===== Dataset
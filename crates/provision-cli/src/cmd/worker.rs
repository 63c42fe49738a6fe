use crate::log_driver::LogDriver;
use crate::output::{print_json, short_id};
use anyhow::Context;
use provision_core::dispatcher::{Disposition, PassReport};
use provision_core::driver::DriverRegistry;
use std::path::Path;
use std::sync::Arc;
use tokio_util::sync::CancellationToken;
use tracing::info;

fn registry() -> DriverRegistry {
    DriverRegistry::new().with_fallback(Arc::new(LogDriver))
}

pub fn run(root: &Path, once: bool, json: bool) -> anyhow::Result<()> {
    let provisioner = super::open(root)?;
    let runtime = tokio::runtime::Runtime::new().context("failed to start tokio runtime")?;

    info!(root = %provisioner.root().display(), "worker starting");

    if once {
        let dispatcher = provisioner.dispatcher(registry());
        info!(session = dispatcher.session_id(), "draining visible batches");
        let reports = runtime.block_on(async {
            let mut reports = Vec::new();
            while let Some(report) = dispatcher.process_next().await? {
                reports.push(report);
            }
            Ok::<_, provision_core::ProvisionError>(reports)
        })?;
        return print_summary(&reports, json);
    }

    let pool = provisioner.worker_pool(registry());
    let shutdown = CancellationToken::new();
    runtime.block_on(async {
        let signal = shutdown.clone();
        tokio::spawn(async move {
            if tokio::signal::ctrl_c().await.is_ok() {
                info!("interrupt received, finishing in-flight batches");
            }
            signal.cancel();
        });
        pool.run(shutdown).await;
    });
    Ok(())
}

fn disposition_label(disposition: &Disposition) -> String {
    match disposition {
        Disposition::Acknowledged => "acknowledged".to_string(),
        Disposition::Requeued { delay } => format!("requeued (+{}s)", delay.as_secs()),
        Disposition::LeftForRedelivery => "waiting".to_string(),
        Disposition::LeaseLost => "lease lost".to_string(),
    }
}

fn print_summary(reports: &[PassReport], json: bool) -> anyhow::Result<()> {
    if json {
        let passes: Vec<_> = reports
            .iter()
            .map(|r| {
                serde_json::json!({
                    "batch_id": r.batch_id,
                    "message_id": r.message_id,
                    "executed": r.executed.iter()
                        .map(|(id, status)| serde_json::json!({ "operation": id, "status": status }))
                        .collect::<Vec<_>>(),
                    "aborted": r.aborted,
                    "disposition": disposition_label(&r.disposition),
                })
            })
            .collect();
        print_json(&passes)?;
        return Ok(());
    }

    if reports.is_empty() {
        println!("Queue is empty.");
        return Ok(());
    }
    for r in reports {
        println!("batch {}: {}", short_id(r.batch_id), disposition_label(&r.disposition));
        for (id, status) in &r.executed {
            println!("  {} {status}", short_id(id));
        }
        for id in &r.aborted {
            println!("  {} aborted", short_id(id));
        }
    }
    Ok(())
}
==========
- Work to complete -
Stop after the line containing "let reports = runtime.block_on(async": print exactly the lines from the start of the entries above up to it, that line included.

- Exercise result -
filename crates/provision-cli/src/cmd/worker.rs
repository 63c42fe49738a6fe
use crate::log_driver::LogDriver;
use crate::output::{print_json, short_id};
use anyhow::Context;
use provision_core::dispatcher::{Disposition, PassReport};
use provision_core::driver::DriverRegistry;
use std::path::Path;
use std::sync::Arc;
use tokio_util::sync::CancellationToken;
use tracing::info;

fn registry() -> DriverRegistry {
    DriverRegistry::new().with_fallback(Arc::new(LogDriver))
}

pub fn run(root: &Path, once: bool, json: bool) -> anyhow::Result<()> {
    let provisioner = super::open(root)?;
    let runtime = tokio::runtime::Runtime::new().context("failed to start tokio runtime")?;

    info!(root = %provisioner.root().display(), "worker starting");

    if once {
        let dispatcher = provisioner.dispatcher(registry());
        info!(session = dispatcher.session_id(), "draining visible batches");
        let reports = runtime.block_on(async {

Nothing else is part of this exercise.